Problem details - Look below for the line that has "write the outcome.". Set down the lines from there through the line that has "let current = ctx", exactly as written.

Task material -
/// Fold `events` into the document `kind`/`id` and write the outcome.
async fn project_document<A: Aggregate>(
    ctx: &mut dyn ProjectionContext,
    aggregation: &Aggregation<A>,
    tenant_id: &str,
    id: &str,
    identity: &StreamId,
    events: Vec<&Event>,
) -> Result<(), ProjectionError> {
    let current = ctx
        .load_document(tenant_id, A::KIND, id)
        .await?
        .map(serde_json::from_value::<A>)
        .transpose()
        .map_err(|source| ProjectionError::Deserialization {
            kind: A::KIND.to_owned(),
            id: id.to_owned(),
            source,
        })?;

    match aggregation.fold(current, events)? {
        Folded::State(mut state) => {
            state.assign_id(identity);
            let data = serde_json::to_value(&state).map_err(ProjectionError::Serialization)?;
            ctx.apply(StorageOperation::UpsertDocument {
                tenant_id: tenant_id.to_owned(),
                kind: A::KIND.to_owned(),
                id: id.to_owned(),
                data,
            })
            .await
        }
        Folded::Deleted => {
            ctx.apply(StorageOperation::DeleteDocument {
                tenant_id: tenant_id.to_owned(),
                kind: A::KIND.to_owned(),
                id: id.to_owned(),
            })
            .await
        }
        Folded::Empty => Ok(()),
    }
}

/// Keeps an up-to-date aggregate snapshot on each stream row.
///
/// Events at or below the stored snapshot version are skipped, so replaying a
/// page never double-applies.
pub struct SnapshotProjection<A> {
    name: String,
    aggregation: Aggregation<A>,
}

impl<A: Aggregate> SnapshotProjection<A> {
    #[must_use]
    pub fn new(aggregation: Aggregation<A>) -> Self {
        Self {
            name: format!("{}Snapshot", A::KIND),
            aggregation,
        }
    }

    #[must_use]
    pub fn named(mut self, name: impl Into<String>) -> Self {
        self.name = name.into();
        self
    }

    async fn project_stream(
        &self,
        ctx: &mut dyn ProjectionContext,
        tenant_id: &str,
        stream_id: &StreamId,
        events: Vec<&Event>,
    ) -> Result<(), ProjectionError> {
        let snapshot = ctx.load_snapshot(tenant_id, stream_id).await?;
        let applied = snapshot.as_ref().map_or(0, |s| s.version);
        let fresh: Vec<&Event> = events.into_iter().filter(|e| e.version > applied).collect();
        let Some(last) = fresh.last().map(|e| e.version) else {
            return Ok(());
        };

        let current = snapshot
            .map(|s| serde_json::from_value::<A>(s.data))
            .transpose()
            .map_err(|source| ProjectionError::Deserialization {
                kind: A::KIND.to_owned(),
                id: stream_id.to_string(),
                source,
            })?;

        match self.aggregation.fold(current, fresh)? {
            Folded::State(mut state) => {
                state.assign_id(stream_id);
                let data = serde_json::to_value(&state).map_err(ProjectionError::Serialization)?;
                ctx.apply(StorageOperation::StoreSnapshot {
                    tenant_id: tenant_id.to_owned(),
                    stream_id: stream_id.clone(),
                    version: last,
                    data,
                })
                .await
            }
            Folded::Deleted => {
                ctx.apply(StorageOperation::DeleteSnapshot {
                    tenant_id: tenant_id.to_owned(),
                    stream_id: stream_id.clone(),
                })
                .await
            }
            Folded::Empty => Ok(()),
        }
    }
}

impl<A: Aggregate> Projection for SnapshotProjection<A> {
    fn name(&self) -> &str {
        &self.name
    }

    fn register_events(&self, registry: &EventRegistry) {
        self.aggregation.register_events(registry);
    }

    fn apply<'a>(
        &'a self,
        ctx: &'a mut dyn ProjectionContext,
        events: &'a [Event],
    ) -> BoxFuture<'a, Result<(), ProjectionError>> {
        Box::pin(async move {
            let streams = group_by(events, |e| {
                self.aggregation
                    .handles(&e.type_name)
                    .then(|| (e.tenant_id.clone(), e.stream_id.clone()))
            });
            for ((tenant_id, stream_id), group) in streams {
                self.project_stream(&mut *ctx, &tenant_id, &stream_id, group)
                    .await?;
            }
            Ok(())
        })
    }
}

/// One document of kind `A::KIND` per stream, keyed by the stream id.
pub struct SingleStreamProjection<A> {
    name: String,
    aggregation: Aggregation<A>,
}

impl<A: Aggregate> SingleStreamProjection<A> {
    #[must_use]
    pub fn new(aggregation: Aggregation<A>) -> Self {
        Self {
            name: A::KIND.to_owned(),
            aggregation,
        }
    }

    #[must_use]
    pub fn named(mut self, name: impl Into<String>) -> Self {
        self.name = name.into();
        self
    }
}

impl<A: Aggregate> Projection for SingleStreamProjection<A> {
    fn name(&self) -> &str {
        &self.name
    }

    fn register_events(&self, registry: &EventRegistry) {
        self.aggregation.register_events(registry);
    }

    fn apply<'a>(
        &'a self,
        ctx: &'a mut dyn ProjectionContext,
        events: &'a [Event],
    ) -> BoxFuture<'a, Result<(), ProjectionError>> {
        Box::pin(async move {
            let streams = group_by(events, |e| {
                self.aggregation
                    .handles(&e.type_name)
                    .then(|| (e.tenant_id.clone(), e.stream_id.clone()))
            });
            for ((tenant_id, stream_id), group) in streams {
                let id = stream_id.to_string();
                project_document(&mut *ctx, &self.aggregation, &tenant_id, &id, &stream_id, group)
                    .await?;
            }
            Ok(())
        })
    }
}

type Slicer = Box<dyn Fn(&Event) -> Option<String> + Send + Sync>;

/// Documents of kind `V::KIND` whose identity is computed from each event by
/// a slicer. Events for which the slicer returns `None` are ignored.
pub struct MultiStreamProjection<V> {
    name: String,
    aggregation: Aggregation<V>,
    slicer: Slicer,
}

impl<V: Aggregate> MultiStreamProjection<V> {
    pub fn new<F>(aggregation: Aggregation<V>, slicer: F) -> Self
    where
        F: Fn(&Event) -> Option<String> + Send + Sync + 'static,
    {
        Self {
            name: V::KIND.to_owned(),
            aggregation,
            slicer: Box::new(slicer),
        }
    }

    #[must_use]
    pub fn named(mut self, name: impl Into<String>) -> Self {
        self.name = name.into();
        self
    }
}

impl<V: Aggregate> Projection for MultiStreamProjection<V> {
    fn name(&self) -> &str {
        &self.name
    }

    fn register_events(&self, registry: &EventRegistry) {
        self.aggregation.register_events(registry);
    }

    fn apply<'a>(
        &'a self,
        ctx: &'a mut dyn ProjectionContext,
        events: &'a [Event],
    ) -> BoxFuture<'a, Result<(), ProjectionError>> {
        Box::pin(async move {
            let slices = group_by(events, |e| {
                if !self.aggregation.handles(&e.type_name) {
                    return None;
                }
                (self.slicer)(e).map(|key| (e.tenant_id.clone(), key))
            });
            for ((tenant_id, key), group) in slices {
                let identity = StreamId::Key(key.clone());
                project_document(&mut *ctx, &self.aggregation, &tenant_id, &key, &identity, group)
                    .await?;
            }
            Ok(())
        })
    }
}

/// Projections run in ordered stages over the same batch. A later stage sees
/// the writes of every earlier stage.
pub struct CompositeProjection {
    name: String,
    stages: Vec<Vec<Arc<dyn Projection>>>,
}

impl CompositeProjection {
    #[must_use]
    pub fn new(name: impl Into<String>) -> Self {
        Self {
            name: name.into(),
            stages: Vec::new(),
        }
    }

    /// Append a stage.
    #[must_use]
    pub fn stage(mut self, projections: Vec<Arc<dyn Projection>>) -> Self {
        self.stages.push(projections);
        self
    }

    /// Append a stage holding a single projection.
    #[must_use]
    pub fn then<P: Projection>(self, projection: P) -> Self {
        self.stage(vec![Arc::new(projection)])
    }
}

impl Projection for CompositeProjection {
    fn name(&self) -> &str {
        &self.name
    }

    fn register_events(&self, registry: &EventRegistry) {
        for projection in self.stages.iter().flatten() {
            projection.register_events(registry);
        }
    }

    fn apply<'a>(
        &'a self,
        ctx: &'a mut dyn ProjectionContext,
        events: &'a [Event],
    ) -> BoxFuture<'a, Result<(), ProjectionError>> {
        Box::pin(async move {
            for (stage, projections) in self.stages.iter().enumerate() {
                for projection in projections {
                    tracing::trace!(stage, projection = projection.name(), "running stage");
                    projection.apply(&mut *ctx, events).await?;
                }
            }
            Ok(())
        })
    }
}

* * *

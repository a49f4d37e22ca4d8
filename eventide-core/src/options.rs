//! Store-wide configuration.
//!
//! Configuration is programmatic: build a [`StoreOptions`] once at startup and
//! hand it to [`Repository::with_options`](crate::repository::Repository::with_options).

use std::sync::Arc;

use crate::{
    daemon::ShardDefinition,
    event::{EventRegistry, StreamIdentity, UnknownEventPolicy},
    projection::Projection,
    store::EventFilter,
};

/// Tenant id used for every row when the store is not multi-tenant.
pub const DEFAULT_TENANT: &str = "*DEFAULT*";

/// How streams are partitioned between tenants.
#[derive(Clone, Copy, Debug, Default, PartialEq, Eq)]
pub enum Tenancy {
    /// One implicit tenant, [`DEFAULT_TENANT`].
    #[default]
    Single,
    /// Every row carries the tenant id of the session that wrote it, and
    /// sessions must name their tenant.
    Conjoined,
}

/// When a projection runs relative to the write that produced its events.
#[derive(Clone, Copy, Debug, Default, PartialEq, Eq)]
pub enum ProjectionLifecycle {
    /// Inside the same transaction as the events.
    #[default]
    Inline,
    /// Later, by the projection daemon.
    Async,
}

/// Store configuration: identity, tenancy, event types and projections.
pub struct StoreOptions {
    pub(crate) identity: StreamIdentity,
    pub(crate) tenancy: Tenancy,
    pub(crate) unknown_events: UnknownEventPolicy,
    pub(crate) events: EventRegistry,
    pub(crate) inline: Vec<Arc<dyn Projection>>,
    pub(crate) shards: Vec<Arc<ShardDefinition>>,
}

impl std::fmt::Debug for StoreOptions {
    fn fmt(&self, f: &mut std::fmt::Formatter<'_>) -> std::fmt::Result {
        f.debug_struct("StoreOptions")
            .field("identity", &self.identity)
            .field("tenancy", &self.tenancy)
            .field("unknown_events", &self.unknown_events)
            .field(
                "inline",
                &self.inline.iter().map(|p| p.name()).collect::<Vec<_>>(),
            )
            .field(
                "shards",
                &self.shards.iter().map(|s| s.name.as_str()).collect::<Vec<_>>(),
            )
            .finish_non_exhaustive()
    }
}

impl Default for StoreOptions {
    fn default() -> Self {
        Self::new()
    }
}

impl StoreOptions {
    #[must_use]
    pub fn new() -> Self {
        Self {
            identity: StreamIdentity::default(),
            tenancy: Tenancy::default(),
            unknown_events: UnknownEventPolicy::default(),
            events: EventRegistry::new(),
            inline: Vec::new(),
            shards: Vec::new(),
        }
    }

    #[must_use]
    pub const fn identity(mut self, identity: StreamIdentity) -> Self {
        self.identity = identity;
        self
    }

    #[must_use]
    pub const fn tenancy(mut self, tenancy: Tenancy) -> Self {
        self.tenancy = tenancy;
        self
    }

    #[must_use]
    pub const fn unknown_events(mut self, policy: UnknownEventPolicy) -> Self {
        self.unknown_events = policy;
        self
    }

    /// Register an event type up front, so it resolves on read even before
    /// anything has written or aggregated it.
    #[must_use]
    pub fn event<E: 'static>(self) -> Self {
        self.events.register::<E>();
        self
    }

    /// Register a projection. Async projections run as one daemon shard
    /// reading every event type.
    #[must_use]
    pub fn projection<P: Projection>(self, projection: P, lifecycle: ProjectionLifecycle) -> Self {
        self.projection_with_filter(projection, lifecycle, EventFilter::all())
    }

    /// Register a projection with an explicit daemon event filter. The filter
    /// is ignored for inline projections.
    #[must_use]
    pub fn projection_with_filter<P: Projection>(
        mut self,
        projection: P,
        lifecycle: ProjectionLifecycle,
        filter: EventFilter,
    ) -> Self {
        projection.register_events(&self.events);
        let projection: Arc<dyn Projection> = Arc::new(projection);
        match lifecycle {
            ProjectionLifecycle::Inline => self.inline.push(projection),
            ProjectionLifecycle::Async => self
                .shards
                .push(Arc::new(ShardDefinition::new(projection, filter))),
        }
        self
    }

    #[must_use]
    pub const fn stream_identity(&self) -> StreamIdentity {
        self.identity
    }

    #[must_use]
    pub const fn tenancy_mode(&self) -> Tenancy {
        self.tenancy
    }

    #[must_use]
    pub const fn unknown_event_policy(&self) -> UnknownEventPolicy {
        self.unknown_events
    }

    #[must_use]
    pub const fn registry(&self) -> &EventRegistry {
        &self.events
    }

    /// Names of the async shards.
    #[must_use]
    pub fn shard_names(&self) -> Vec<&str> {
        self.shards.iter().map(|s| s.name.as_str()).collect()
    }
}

---

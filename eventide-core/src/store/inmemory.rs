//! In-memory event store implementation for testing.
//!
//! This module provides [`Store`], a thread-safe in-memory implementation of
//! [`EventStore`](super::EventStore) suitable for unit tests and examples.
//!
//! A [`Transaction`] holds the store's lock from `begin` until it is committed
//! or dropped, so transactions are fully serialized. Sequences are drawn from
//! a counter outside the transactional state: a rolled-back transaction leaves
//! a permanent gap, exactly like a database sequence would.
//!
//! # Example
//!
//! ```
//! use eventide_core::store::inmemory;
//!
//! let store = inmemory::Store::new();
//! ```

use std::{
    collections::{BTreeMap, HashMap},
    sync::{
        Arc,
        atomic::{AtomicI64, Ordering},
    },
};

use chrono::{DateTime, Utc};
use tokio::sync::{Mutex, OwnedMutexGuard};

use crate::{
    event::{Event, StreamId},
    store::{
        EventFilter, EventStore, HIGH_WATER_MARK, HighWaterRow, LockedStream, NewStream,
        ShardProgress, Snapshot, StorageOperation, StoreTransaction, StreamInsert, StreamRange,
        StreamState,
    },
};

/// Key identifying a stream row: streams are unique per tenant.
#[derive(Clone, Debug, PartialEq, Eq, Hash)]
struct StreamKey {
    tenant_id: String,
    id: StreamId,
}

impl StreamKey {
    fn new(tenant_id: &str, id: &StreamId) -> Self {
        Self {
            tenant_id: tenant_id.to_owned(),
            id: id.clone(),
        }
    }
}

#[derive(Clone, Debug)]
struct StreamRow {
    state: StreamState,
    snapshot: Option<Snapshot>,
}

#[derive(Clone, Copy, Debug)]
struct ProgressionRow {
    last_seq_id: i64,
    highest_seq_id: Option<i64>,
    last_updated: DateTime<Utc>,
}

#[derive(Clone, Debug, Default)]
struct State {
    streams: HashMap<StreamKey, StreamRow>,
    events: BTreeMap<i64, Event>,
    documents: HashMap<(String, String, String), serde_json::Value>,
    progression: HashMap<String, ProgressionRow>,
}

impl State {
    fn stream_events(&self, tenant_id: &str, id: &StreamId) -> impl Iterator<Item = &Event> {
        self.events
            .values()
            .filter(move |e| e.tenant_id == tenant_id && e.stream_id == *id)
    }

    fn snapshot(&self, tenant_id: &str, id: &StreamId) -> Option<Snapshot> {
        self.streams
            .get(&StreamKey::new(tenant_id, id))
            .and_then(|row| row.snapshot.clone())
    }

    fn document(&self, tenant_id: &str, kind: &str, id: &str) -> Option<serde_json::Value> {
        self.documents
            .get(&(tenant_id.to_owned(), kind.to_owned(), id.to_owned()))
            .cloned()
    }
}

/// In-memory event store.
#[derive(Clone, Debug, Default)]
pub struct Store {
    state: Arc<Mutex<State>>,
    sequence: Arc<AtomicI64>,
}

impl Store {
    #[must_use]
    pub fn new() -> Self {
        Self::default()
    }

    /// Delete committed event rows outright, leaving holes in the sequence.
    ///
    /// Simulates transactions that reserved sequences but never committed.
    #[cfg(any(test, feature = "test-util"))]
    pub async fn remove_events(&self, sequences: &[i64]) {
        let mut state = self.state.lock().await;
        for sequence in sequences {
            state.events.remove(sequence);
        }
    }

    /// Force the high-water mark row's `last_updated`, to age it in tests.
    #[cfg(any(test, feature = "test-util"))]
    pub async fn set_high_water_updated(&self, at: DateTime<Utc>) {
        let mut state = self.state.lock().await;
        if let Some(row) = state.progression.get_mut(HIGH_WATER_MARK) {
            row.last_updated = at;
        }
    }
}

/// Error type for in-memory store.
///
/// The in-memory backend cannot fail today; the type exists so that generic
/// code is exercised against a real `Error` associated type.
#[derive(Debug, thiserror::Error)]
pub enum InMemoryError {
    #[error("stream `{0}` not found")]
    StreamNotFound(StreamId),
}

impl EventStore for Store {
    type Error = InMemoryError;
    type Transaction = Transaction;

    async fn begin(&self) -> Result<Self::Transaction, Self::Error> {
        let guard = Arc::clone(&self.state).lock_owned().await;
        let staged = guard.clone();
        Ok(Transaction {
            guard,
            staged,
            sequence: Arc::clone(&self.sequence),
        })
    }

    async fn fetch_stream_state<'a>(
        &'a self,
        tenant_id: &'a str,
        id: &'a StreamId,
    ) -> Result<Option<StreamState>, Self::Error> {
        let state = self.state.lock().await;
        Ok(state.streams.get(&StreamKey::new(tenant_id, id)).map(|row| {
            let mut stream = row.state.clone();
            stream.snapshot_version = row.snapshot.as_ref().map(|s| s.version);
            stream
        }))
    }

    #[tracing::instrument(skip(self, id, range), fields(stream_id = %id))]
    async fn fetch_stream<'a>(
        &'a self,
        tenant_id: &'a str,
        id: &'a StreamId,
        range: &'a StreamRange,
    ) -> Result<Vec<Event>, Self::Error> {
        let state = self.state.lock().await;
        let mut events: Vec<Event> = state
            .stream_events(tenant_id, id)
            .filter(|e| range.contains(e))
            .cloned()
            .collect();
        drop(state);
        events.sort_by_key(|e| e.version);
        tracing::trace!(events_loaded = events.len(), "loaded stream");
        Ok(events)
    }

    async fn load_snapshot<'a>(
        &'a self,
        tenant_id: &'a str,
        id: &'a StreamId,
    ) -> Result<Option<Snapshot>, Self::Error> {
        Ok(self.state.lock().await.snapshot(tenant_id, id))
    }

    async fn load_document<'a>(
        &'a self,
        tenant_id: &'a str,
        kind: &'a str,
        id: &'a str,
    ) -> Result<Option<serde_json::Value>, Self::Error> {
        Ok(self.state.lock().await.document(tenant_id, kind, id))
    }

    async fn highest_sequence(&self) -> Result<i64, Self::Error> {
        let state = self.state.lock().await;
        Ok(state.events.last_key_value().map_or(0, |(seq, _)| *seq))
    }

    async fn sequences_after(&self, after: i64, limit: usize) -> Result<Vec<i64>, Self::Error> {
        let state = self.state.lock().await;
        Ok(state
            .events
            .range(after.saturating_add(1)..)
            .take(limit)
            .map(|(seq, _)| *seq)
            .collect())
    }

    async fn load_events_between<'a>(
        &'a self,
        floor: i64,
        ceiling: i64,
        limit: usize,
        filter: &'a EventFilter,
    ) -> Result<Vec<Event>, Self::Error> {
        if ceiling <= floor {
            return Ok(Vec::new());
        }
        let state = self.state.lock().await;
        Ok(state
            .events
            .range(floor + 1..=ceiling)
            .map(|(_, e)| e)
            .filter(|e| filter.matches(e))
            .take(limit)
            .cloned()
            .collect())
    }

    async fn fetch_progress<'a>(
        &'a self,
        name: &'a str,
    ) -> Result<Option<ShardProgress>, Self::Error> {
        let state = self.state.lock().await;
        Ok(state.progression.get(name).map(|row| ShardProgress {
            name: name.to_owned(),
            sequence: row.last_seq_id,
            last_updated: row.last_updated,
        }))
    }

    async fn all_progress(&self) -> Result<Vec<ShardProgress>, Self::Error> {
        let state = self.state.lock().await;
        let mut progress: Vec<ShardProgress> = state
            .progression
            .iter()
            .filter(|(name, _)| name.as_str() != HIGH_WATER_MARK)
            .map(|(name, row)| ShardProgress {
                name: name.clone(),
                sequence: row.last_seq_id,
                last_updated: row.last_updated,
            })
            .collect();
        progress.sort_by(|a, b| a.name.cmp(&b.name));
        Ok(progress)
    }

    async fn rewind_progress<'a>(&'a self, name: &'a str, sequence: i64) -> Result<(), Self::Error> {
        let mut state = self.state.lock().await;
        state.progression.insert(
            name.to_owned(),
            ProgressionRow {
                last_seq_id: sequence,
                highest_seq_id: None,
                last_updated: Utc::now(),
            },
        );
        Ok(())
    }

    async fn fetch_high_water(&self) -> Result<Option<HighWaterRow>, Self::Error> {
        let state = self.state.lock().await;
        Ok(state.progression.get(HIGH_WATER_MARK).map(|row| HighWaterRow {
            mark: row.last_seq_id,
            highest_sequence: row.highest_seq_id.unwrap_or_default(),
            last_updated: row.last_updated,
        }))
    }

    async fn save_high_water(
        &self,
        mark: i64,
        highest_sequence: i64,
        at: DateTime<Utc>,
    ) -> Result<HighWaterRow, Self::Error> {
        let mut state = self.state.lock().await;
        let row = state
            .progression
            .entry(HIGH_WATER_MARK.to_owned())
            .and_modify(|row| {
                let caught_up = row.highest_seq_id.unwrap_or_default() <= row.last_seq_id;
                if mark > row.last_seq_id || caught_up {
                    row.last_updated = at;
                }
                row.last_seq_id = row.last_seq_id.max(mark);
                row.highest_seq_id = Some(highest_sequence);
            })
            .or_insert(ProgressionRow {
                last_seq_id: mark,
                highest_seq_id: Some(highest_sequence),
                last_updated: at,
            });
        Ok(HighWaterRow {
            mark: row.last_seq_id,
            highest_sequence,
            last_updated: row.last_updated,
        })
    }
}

Exercise result -
/// Fold `events` into the document `kind`/`id` and write the outcome.
async fn project_document<A: Aggregate>(
    ctx: &mut dyn ProjectionContext,
    aggregation: &Aggregation<A>,
    tenant_id: &str,
    id: &str,
    identity: &StreamId,
    events: Vec<&Event>,
) -> Result<(), ProjectionError> {
    let current = ctx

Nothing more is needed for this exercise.